- _About this task_
Tally the lines below that hold the string "evaluated", and give only the tally.

Data in this exercise Block Start

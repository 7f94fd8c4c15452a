//! Declaration traversal over one parsed source unit
//!
//! Containers are evaluated and then descended into through their body.
//! Leaves are evaluated and never descended into, so method bodies,
//! initializers and enum-constant class bodies are out of reach.

use super::declaration::{DeclarationKind, KindFilter};
use super::edit::EditSet;
use super::javadoc::{is_doc_comment, new_doc, rebuild_doc};
use super::names::NameScope;
use crate::marker::{should_mark, AnnotationName, Marker};
use crate::report::UnitReport;
use tree_sitter::Node;

pub(crate) struct DeclarationVisitor<'a> {
    source: &'a str,
    marker: &'a Marker,
    kinds: &'a KindFilter,
    java_release: u16,
    scope: NameScope,
    edits: EditSet,
    report: UnitReport,
}

impl<'a> DeclarationVisitor<'a> {
    pub(crate) fn new(source: &'a str, marker: &'a Marker, kinds: &'a KindFilter, java_release: u16, scope: NameScope) -> Self {
        Self {
            source,
            marker,
            kinds,
            java_release,
            scope,
            edits: EditSet::new(),
            report: UnitReport::default(),
        }
    }

    /// Walk the unit and hand back the requested edits
    pub(crate) fn visit_unit(mut self, root: Node<'_>) -> (EditSet, UnitReport) {
        self.visit_members(root);
        (self.edits, self.report)
    }

    fn visit_members(&mut self, parent: Node<'_>) {
        let mut cursor = parent.walk();
        let children: Vec<Node<'_>> = parent.named_children(&mut cursor).collect();
        for child in children {
            self.visit(child);
        }
    }

    fn visit(&mut self, node: Node<'_>) {
        match DeclarationKind::from_node_kind(node.kind(), self.java_release) {
            Some(kind) => {
                self.evaluate(node, kind);
                if kind.is_container() {
                    if let Some(body) = node.child_by_field_name("body") {
                        self.visit_members(body);
                    }
                }
            }
            None => {
                // enum members after `;`, and declarations the parser could only partly recognize
                if matches!(node.kind(), "enum_body_declarations" | "ERROR") {
                    self.visit_members(node);
                }
            }
        }
    }

    fn evaluate(&mut self, node: Node<'_>, kind: DeclarationKind) {
        if !self.kinds.contains(kind) {
            return;
        }
        let names = self.annotation_names(node);
        let resolves = self.scope.simple_name_resolves();
        let marked = should_mark(names.iter().map(|name| AnnotationName::new(name, resolves)));
        self.report.record(kind.category(), marked);
        if marked {
            self.request_marker(node);
        }
    }

    fn annotation_names(&self, node: Node<'_>) -> Vec<&'a str> {
        let source = self.source;
        let mut cursor = node.walk();
        let Some(modifiers) = node.named_children(&mut cursor).find(|c| c.kind() == "modifiers") else {
            return Vec::new();
        };
        let mut inner = modifiers.walk();
        modifiers
            .named_children(&mut inner)
            .filter(|c| matches!(c.kind(), "marker_annotation" | "annotation"))
            .filter_map(|annotation| annotation.child_by_field_name("name"))
            .filter_map(|name| name.utf8_text(source.as_bytes()).ok())
            .collect()
    }

    fn request_marker(&mut self, node: Node<'_>) {
        let source = self.source;
        let start = node.start_byte();
        let indent = line_indent(source, start);
        let mut text = String::new();

        if let Some(tag) = self.marker.doc_tag() {
            match self.preceding_doc(node) {
                Some(comment) => {
                    let existing = &source[comment.byte_range()];
                    let own_line = line_indent(source, comment.start_byte());
                    let comment_indent = own_line.or(indent).unwrap_or("");
                    let adjacent = source
                        .get(comment.end_byte()..start)
                        .is_some_and(|gap| gap.trim().is_empty());
                    if let Some(rebuilt) = rebuild_doc(existing, tag, comment_indent) {
                        match own_line {
                            // doc shared the declaration's line; both move to their own lines
                            Some(own) if indent.is_none() && adjacent => {
                                self.edits.replace(comment.start_byte()..start, format!("{rebuilt}\n{own}"));
                                text.push_str(Marker::SOURCE_ANNOTATION);
                                text.push_str(&separator(Some(own)));
                                self.edits.insert(start, text);
                                return;
                            }
                            _ => self.edits.replace(comment.byte_range(), rebuilt),
                        }
                    }
                }
                None => {
                    text.push_str(&new_doc(tag, indent));
                    text.push_str(&separator(indent));
                }
            }
        }

        text.push_str(Marker::SOURCE_ANNOTATION);
        text.push_str(&separator(indent));
        self.edits.insert(start, text);
    }

    /// Nearest documentation comment in front of a declaration
    ///
    /// Plain line and block comments between the two are skipped.
    fn preceding_doc<'t>(&self, node: Node<'t>) -> Option<Node<'t>> {
        let mut end = node.start_byte();
        let mut sibling = node.prev_sibling();
        while let Some(comment) = sibling {
            if !matches!(comment.kind(), "block_comment" | "line_comment") {
                return None;
            }
            let gap = self.source.get(comment.end_byte()..end)?;
            if !gap.trim().is_empty() {
                return None;
            }
            if comment.kind() == "block_comment" && is_doc_comment(&self.source[comment.byte_range()]) {
                return Some(comment);
            }
            end = comment.start_byte();
            sibling = comment.prev_sibling();
        }
        None
    }
}

/// Indentation of the line holding byte `at`, if nothing but whitespace precedes it
fn line_indent(source: &str, at: usize) -> Option<&str> {
    let before = source.get(..at)?;
    let line_start = before.rfind('\n').map_or(0, |i| i + 1);
    let prefix = &before[line_start..];
    prefix.chars().all(|c| c == ' ' || c == '\t').then_some(prefix)
}

fn separator(indent: Option<&str>) -> String {
    match indent {
        Some(indent) => format!("\n{indent}"),
        None => " ".to_string(),
    }
}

Data in this exercise Block End

- _Expected answer_
2